= Work required =
Please find every line of the listing below where "that" occurs and copy it.

= Recorded data =
======

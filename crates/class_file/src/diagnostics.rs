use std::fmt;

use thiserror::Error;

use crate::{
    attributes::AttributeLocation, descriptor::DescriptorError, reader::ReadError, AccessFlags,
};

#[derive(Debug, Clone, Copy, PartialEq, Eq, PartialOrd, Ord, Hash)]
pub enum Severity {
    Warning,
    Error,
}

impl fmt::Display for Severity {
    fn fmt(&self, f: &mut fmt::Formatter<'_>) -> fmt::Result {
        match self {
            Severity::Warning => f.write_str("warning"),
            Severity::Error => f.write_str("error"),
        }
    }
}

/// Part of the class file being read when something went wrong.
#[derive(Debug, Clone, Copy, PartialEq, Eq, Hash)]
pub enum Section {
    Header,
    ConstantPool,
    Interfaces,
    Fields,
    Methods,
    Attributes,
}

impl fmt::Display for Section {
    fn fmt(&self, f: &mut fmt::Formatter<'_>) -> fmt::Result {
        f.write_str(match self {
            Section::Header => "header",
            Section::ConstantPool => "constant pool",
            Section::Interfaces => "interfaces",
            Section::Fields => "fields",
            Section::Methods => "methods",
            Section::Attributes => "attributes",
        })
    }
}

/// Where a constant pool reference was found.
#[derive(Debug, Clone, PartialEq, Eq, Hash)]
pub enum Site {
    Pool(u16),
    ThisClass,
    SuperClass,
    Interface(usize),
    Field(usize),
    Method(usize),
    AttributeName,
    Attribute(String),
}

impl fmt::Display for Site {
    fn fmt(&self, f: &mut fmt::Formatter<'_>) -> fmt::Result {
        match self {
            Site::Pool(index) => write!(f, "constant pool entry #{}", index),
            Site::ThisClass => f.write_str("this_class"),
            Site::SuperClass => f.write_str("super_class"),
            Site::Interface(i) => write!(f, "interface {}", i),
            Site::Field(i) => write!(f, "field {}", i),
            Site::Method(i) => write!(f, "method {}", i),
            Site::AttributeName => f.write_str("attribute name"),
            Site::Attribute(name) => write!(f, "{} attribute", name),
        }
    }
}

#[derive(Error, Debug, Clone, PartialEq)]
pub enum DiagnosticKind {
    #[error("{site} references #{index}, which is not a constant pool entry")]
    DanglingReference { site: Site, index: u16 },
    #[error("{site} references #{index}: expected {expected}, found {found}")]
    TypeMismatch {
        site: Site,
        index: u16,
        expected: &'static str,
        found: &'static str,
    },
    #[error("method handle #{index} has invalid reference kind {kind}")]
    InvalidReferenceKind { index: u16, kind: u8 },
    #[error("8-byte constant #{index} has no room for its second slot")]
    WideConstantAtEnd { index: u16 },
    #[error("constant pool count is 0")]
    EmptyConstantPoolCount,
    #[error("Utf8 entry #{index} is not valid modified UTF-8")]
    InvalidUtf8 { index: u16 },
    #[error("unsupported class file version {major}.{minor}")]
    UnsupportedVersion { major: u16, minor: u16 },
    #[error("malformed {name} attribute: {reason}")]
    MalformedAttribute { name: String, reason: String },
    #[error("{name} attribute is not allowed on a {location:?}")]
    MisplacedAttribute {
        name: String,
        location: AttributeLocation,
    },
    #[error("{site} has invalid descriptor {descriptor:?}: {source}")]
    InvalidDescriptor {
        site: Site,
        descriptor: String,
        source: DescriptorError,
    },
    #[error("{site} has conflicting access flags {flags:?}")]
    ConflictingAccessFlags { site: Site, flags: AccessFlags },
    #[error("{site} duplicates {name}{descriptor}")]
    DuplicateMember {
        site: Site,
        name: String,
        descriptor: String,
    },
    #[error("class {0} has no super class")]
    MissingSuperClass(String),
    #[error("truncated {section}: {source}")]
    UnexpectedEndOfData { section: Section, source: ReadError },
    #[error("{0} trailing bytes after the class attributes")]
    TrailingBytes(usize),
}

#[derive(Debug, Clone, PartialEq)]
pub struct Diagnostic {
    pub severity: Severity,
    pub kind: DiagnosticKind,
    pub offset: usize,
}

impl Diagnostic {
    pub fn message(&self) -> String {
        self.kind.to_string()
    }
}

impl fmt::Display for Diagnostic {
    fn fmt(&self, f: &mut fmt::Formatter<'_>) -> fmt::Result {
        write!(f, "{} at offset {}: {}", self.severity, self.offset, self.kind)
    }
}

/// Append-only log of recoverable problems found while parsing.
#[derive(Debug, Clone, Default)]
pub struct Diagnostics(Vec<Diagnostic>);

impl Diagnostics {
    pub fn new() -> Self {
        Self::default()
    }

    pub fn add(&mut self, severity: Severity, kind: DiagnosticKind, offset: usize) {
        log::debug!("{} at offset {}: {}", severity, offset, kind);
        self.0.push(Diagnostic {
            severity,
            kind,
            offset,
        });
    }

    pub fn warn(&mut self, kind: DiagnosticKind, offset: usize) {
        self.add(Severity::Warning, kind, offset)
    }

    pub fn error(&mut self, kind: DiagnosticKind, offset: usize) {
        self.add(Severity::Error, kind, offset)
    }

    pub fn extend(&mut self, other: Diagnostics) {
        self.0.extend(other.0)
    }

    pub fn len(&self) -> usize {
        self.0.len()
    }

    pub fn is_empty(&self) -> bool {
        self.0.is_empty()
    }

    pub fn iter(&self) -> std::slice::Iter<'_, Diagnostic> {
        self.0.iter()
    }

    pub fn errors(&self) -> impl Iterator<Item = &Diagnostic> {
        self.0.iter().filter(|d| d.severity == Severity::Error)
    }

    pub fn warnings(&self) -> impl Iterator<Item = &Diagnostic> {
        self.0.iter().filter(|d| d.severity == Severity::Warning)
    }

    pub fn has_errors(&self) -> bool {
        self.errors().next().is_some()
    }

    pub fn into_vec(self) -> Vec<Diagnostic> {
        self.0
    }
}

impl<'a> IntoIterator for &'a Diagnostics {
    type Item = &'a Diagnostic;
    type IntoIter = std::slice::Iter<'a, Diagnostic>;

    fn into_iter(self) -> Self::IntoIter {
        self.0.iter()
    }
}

======

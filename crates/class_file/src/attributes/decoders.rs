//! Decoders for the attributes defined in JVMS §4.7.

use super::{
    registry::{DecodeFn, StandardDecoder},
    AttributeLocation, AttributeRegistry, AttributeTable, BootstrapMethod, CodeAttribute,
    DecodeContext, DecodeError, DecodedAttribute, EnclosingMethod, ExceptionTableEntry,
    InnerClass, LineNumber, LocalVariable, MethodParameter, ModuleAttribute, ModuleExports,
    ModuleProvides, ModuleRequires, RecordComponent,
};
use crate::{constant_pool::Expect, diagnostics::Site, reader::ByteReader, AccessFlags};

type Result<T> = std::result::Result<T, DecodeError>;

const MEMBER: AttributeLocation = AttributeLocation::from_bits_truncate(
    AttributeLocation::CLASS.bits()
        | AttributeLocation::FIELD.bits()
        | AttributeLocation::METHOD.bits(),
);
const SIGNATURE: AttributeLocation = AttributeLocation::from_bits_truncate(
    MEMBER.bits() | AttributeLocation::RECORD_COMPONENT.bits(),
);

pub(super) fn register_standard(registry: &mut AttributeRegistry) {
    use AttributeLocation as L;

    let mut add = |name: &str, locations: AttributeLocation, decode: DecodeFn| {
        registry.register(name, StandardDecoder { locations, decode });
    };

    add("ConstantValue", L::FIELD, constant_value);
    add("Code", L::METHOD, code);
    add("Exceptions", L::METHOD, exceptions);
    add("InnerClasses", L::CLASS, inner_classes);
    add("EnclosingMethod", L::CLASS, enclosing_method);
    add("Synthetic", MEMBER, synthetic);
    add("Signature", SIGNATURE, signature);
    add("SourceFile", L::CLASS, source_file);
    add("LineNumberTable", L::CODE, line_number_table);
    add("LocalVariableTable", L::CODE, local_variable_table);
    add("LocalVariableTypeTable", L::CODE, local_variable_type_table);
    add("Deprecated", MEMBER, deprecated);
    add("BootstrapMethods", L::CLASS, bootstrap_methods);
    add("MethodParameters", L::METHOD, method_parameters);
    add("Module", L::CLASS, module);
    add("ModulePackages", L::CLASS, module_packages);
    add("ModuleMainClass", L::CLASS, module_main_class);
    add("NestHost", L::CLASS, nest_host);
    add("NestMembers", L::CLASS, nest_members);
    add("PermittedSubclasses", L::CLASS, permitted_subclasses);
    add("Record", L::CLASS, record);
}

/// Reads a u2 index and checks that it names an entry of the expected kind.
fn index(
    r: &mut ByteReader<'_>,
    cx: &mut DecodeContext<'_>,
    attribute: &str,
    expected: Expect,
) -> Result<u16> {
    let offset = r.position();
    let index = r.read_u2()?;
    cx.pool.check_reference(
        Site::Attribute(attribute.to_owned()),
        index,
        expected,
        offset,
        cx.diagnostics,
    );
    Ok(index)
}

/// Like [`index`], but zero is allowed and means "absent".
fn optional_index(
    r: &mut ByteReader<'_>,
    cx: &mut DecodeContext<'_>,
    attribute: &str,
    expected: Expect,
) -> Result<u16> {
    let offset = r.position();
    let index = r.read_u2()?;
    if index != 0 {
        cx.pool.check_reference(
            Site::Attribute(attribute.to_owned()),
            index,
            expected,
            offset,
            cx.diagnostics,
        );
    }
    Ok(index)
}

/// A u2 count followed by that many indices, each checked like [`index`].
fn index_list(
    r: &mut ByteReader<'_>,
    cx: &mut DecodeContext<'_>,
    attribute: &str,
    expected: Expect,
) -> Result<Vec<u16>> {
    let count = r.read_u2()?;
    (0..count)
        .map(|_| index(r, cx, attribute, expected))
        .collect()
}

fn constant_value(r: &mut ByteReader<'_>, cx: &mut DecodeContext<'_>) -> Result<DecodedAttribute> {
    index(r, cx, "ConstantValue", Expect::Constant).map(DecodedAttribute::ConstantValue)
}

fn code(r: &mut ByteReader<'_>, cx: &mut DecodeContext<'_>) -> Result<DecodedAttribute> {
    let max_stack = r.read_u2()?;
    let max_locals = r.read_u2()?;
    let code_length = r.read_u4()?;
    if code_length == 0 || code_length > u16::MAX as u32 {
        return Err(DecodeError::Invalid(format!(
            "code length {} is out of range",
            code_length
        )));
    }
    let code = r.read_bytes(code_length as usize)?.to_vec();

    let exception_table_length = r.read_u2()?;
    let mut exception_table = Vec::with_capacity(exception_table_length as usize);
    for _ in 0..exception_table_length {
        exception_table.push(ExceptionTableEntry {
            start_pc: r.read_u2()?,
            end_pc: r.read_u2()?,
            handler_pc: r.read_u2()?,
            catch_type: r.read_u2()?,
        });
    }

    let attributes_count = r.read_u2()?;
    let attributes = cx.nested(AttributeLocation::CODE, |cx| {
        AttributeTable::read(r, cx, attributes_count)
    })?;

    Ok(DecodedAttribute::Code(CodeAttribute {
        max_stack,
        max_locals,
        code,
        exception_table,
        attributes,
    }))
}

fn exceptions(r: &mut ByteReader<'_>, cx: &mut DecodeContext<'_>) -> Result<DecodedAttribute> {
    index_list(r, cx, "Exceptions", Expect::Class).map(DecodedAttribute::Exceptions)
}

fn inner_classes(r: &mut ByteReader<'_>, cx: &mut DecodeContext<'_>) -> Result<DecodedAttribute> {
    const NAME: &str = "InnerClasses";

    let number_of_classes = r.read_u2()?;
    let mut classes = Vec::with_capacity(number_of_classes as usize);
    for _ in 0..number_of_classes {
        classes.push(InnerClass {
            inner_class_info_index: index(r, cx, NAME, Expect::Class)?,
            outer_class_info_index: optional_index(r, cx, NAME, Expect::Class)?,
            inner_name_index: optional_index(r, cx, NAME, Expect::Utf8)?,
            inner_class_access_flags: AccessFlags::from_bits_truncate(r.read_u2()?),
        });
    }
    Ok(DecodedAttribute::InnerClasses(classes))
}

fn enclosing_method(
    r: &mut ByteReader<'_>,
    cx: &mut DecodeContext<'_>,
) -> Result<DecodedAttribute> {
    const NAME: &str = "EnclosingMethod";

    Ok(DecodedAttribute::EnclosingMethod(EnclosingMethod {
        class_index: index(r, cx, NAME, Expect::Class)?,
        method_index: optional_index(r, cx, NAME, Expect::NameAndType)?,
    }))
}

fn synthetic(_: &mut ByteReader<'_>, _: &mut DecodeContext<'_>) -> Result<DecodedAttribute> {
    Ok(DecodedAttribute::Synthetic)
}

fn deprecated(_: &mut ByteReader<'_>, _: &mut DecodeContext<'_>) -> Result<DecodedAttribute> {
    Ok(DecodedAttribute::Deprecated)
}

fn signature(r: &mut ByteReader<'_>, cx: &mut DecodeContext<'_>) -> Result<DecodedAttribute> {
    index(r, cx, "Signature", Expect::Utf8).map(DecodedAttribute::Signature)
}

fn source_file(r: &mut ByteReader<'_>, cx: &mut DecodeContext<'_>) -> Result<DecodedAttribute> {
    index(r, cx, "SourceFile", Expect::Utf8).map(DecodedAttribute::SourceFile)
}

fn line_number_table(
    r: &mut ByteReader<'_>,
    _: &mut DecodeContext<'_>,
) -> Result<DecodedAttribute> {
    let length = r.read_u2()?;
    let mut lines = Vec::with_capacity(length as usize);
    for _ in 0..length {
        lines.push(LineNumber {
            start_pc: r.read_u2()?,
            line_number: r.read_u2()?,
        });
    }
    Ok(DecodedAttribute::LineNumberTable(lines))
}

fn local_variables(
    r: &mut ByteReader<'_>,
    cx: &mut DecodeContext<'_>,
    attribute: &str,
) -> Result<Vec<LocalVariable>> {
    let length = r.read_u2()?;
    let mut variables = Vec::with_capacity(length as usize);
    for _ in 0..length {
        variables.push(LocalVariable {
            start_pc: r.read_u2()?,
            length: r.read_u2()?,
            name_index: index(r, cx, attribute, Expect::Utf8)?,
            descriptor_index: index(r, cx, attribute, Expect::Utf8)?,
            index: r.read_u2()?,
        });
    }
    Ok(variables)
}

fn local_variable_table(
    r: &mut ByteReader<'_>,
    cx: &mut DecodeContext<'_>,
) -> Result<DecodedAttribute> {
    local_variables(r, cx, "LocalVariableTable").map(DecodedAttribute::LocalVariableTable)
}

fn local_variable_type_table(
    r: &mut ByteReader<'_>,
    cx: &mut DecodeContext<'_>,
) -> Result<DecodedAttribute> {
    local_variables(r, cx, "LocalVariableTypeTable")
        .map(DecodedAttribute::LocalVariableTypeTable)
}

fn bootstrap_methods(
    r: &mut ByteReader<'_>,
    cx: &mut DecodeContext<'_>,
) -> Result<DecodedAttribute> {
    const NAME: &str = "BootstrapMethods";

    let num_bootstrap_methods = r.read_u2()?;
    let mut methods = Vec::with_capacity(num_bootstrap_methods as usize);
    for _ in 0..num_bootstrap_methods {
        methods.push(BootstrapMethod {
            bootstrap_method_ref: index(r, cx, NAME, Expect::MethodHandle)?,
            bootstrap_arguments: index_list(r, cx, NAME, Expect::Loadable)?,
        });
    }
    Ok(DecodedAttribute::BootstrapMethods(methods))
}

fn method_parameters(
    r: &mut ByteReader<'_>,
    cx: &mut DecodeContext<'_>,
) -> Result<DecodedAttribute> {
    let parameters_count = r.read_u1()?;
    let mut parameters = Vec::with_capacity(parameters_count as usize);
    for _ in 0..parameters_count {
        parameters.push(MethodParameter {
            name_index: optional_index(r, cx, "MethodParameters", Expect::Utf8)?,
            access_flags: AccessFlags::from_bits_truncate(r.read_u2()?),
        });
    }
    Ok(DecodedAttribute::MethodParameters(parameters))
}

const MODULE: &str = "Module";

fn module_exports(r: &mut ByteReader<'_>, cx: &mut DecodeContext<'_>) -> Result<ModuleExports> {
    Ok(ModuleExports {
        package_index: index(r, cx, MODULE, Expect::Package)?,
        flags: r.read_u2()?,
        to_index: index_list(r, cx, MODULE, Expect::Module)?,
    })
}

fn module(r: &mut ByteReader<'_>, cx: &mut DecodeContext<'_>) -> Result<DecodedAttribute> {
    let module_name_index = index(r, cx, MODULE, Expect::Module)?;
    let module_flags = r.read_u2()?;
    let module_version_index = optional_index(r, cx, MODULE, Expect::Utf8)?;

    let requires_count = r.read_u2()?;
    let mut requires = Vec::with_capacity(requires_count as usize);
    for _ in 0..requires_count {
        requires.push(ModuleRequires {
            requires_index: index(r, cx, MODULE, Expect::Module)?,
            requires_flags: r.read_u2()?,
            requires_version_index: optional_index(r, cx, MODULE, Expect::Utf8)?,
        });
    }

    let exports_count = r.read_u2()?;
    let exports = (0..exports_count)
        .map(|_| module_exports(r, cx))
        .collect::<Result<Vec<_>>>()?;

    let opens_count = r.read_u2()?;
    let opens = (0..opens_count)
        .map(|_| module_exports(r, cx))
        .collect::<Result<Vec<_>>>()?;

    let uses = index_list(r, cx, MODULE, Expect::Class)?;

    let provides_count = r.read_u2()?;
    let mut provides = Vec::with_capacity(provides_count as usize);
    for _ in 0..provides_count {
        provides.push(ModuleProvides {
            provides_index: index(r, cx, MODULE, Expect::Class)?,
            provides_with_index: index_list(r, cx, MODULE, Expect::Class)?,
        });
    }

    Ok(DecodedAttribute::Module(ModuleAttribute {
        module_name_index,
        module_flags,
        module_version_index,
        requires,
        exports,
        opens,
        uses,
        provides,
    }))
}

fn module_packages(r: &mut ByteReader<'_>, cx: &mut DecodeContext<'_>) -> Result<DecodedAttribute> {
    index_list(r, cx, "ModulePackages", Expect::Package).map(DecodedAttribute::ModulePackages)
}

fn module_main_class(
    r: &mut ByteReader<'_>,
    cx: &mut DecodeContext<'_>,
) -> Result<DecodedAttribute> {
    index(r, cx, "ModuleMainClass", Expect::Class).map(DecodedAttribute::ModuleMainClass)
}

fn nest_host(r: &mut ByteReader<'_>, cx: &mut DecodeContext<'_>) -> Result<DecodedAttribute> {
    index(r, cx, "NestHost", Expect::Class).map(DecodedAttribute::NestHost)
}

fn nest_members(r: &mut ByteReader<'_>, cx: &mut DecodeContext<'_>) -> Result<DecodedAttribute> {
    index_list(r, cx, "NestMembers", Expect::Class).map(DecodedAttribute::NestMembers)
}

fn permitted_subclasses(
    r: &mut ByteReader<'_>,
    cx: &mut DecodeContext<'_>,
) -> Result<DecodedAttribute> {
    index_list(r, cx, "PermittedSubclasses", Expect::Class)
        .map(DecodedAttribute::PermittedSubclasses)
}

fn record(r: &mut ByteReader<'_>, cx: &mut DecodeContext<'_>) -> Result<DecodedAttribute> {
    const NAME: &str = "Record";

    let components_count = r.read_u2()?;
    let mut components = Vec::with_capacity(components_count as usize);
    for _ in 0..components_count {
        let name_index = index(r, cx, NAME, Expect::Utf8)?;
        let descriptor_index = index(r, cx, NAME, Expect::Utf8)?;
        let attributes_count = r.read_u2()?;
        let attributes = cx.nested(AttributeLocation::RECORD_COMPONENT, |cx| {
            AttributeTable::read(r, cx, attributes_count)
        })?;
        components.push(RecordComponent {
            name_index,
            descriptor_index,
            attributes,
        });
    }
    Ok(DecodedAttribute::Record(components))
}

======

= Answer section =
/// Reads a u2 index and checks that it names an entry of the expected kind.
/// A u2 count followed by that many indices, each checked like [`index`].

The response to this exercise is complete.